**WHAT YOU ARE ASKED TO DO**:
Please show all lines of the records that include "property".

┌─ RECORDS SUPPLIED

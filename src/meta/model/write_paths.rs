use super::read_paths::{evict_aliases, list_scopes};
use super::{MODELS, Model, ModelInfo, ModelLookup, ModelSpec, scope_filter};
use crate::cache::CacheScope;
use crate::core::{MetaError, Record, Result, ScopeIds, generate_id};
use crate::meta::column::set_primary_value_flag;
use crate::meta::context::MetaContext;
use crate::meta::patch;
use crate::meta::view::ViewSpec;
use log::debug;
use serde_json::Value;
use tracing::{Instrument, Level, event, info_span};

impl Model {
    /// Create a model with its default grid view and inline columns.
    ///
    /// Nothing touches the cache until the row is persisted.
    pub async fn insert(ctx: &MetaContext, scope: &ScopeIds, spec: ModelSpec) -> Result<ModelInfo> {
        let mut spec = spec.validate()?;

        let order = match spec.order {
            Some(order) => order,
            None => ctx.store.next_order(MODELS, &scope_filter(scope)).await?,
        };
        let columns = std::mem::take(&mut spec.columns);
        let model = spec.into_model(generate_id(MODELS), scope, order);
        let id = ctx.store.insert(MODELS, model.to_record()?).await?;

        // Read back so the cached object carries the store's timestamps
        let model = Model::get(ctx, &id)
            .await?
            .ok_or_else(|| MetaError::NotFound("Model", id.clone()))?;
        let key = Model::cache_key(ctx, &id);
        for sub_keys in list_scopes(scope) {
            ctx.cache
                .append_to_list(CacheScope::Model, &sub_keys, &key)
                .await?;
        }

        let view = ctx
            .views
            .insert(ctx, ViewSpec::default_grid(&id, &model.title))
            .await?;
        for column in columns {
            ctx.columns.insert(ctx, &id, column).await?;
        }
        ctx.views.fix_primary_column_shortcut(ctx, &view.id).await?;

        Model::get_with_info(ctx, &ModelLookup::Id(id.clone()))
            .await?
            .ok_or_else(|| MetaError::NotFound("Model", id))
    }

    /// Patch the cached model in place (best effort), then write `fields` to
    /// the store. Returns false when the model row does not exist.
    async fn update_fields(
        ctx: &MetaContext,
        model_id: &str,
        fields: Record,
        apply: impl FnOnce(&mut Model),
    ) -> Result<bool> {
        let key = Model::cache_key(ctx, model_id);
        match ctx.cache.get::<Model>(&key).await {
            Ok(Some(mut model)) => {
                apply(&mut model);
                if let Err(err) = model.normalize_meta() {
                    debug!("keeping unparsed meta of cached model '{}': {}", model_id, err);
                }
                ctx.cache.set(&key, &model).await?;
            }
            Ok(None) => {}
            Err(MetaError::Serialization(err)) => {
                debug!("skipping cache patch of '{}': {}", key, err);
            }
            Err(err) => return Err(err),
        }

        match ctx.store.update(MODELS, model_id, fields).await {
            Ok(0) => {
                ctx.cache.del(&[key]).await?;
                Ok(false)
            }
            Ok(_) => Ok(true),
            Err(err) => {
                let _ = ctx.cache.del(&[key]).await;
                Err(err)
            }
        }
    }

    /// Rename a model: new alias and physical name
    pub async fn update_alias_and_table_name(
        ctx: &MetaContext,
        model_id: &str,
        title: &str,
        table_name: &str,
    ) -> Result<bool> {
        if title.trim().is_empty() {
            return Err(MetaError::bad_request("Missing 'title' property in body"));
        }
        if table_name.trim().is_empty() {
            return Err(MetaError::bad_request("Missing 'table_name' property in body"));
        }

        let Some(current) = Model::get(ctx, model_id).await? else {
            return Ok(false);
        };

        let updated = Model::update_fields(
            ctx,
            model_id,
            patch([
                ("title", Value::from(title)),
                ("table_name", Value::from(table_name)),
            ]),
            |model| {
                model.title = title.to_string();
                model.table_name = table_name.to_string();
            },
        )
        .await?;

        evict_aliases(
            ctx,
            &current.project_id,
            &[
                model_id,
                current.title.as_str(),
                current.table_name.as_str(),
                title,
                table_name,
            ],
        )
        .await?;
        Ok(updated)
    }

    pub async fn update_order(ctx: &MetaContext, model_id: &str, order: i64) -> Result<bool> {
        Model::update_fields(
            ctx,
            model_id,
            patch([("order", Value::from(order))]),
            |model| model.order = Some(order),
        )
        .await
    }

    /// Mark a model as a many-to-many junction table
    pub async fn set_as_mm(ctx: &MetaContext, model_id: &str) -> Result<bool> {
        Model::update_fields(
            ctx,
            model_id,
            patch([("mm", Value::Bool(true))]),
            |model| model.mm = true,
        )
        .await
    }

    pub async fn set_enabled(ctx: &MetaContext, model_id: &str, enabled: bool) -> Result<bool> {
        Model::update_fields(
            ctx,
            model_id,
            patch([("enabled", Value::Bool(enabled))]),
            |model| model.enabled = enabled,
        )
        .await
    }

    /// Replace the model's `meta` blob
    pub async fn update_meta(ctx: &MetaContext, model_id: &str, meta: Value) -> Result<bool> {
        let blob = match &meta {
            Value::Null => Value::Null,
            other => Value::String(serde_json::to_string(other)?),
        };
        let meta = (!meta.is_null()).then_some(meta);

        Model::update_fields(ctx, model_id, patch([("meta", blob)]), |model| {
            model.meta = meta
        })
        .await
    }

    /// Make `column_id` the model's only primary-value column.
    ///
    /// Existing flags are cleared before the target is set, then view
    /// shortcuts still pointing elsewhere are refreshed.
    pub async fn update_primary_column(
        ctx: &MetaContext,
        model_id: &str,
        column_id: &str,
    ) -> Result<bool> {
        let span = info_span!(
            "meta.model.update_primary_column",
            model_id = %model_id,
            column_id = %column_id
        );

        async move {
            let columns = ctx.columns.list_by_model(ctx, model_id).await?;
            let Some(target) = columns.iter().find(|c| c.id == column_id) else {
                return Err(MetaError::bad_request(format!(
                    "Column '{}' not found in model '{}'",
                    column_id, model_id
                )));
            };

            for column in columns.iter().filter(|c| c.pv && c.id != column_id) {
                set_primary_value_flag(ctx, &column.id, false).await?;
                event!(Level::DEBUG, cleared = %column.id, "primary value flag cleared");
            }
            if !target.pv {
                set_primary_value_flag(ctx, column_id, true).await?;
            }

            let views = ctx.views.list_with_info_by_model(ctx, model_id).await?;
            for view in views
                .iter()
                .filter(|v| v.pv_column_id.as_deref() != Some(column_id))
            {
                ctx.views.fix_primary_column_shortcut(ctx, &view.id).await?;
            }

            event!(Level::DEBUG, "primary value column switched");
            Ok(true)
        }
        .instrument(span)
        .await
    }
}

└─

**YOUR RESPONSE**:
            return Err(MetaError::bad_request("Missing 'title' property in body"));
            return Err(MetaError::bad_request("Missing 'table_name' property in body"));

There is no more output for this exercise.